[Data to examine]
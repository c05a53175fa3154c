//! Error types shared across weave-core.
//!
//! Each subsystem gets its own enum so callers can match on the failure they
//! actually care about. `Error` is the umbrella used by the session controller
//! and history store, where failures from several layers meet.

use thiserror::Error;

/// Umbrella error for controller-level operations.
#[derive(Debug, Error)]
pub enum Error {
    #[error("database error: {0}")]
    Db(#[from] tokio_rusqlite::Error),

    #[error("json error: {0}")]
    Json(#[from] serde_json::Error),

    #[error("io error: {0}")]
    Io(#[from] std::io::Error),

    #[error("config parse error in {path}: {source}")]
    Config {
        path: String,
        #[source]
        source: toml::de::Error,
    },

    #[error(transparent)]
    Transport(#[from] TransportError),

    #[error("stored chat {id} has a malformed record: {details}")]
    CorruptRecord { id: String, details: String },
}

/// Failures raised by a [`crate::transport::Transport`] implementation.
#[derive(Debug, Error)]
pub enum TransportError {
    #[error("failed to encode chat request: {0}")]
    Encode(#[from] serde_json::Error),

    #[error("websocket connection closed")]
    Closed,

    #[error("websocket error: {0}")]
    Socket(String),
}

/// Failures raised by the merge editor.
#[derive(Debug, Error, PartialEq, Eq)]
pub enum MergeError {
    #[error("merge editor is not mounted")]
    NotMounted,

    #[error("merge result file '{0}' is missing from the file store")]
    ResultFileMissing(String),
}

/// Failures raised while uploading attachments.
#[derive(Debug, Error)]
pub enum UploadError {
    #[error("file '{name}' exceeds the {limit} byte upload limit")]
    TooLarge { name: String, limit: u64 },

    #[error("upload of '{name}' failed: {reason}")]
    Failed { name: String, reason: String },
}

pub type Result<T, E = Error> = std::result::Result<T, E>;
[/Data to examine]
■ **Assignment**
Return the material above in full, word for word.

■ **Exercise answer**
repository c05a53175fa3154c
//! Error types shared across weave-core.
//!
//! Each subsystem gets its own enum so callers can match on the failure they
//! actually care about. `Error` is the umbrella used by the session controller
//! and history store, where failures from several layers meet.

use thiserror::Error;

/// Umbrella error for controller-level operations.
#[derive(Debug, Error)]
pub enum Error {
    #[error("database error: {0}")]
    Db(#[from] tokio_rusqlite::Error),

    #[error("json error: {0}")]
    Json(#[from] serde_json::Error),

    #[error("io error: {0}")]
    Io(#[from] std::io::Error),

    #[error("config parse error in {path}: {source}")]
    Config {
        path: String,
        #[source]
        source: toml::de::Error,
    },

    #[error(transparent)]
    Transport(#[from] TransportError),

    #[error("stored chat {id} has a malformed record: {details}")]
    CorruptRecord { id: String, details: String },
}

/// Failures raised by a [`crate::transport::Transport`] implementation.
#[derive(Debug, Error)]
pub enum TransportError {
    #[error("failed to encode chat request: {0}")]
    Encode(#[from] serde_json::Error),

    #[error("websocket connection closed")]
    Closed,

    #[error("websocket error: {0}")]
    Socket(String),
}

/// Failures raised by the merge editor.
#[derive(Debug, Error, PartialEq, Eq)]
pub enum MergeError {
    #[error("merge editor is not mounted")]
    NotMounted,

    #[error("merge result file '{0}' is missing from the file store")]
    ResultFileMissing(String),
}

/// Failures raised while uploading attachments.
#[derive(Debug, Error)]
pub enum UploadError {
    #[error("file '{name}' exceeds the {limit} byte upload limit")]
    TooLarge { name: String, limit: u64 },

    #[error("upload of '{name}' failed: {reason}")]
    Failed { name: String, reason: String },
}

pub type Result<T, E = Error> = std::result::Result<T, E>;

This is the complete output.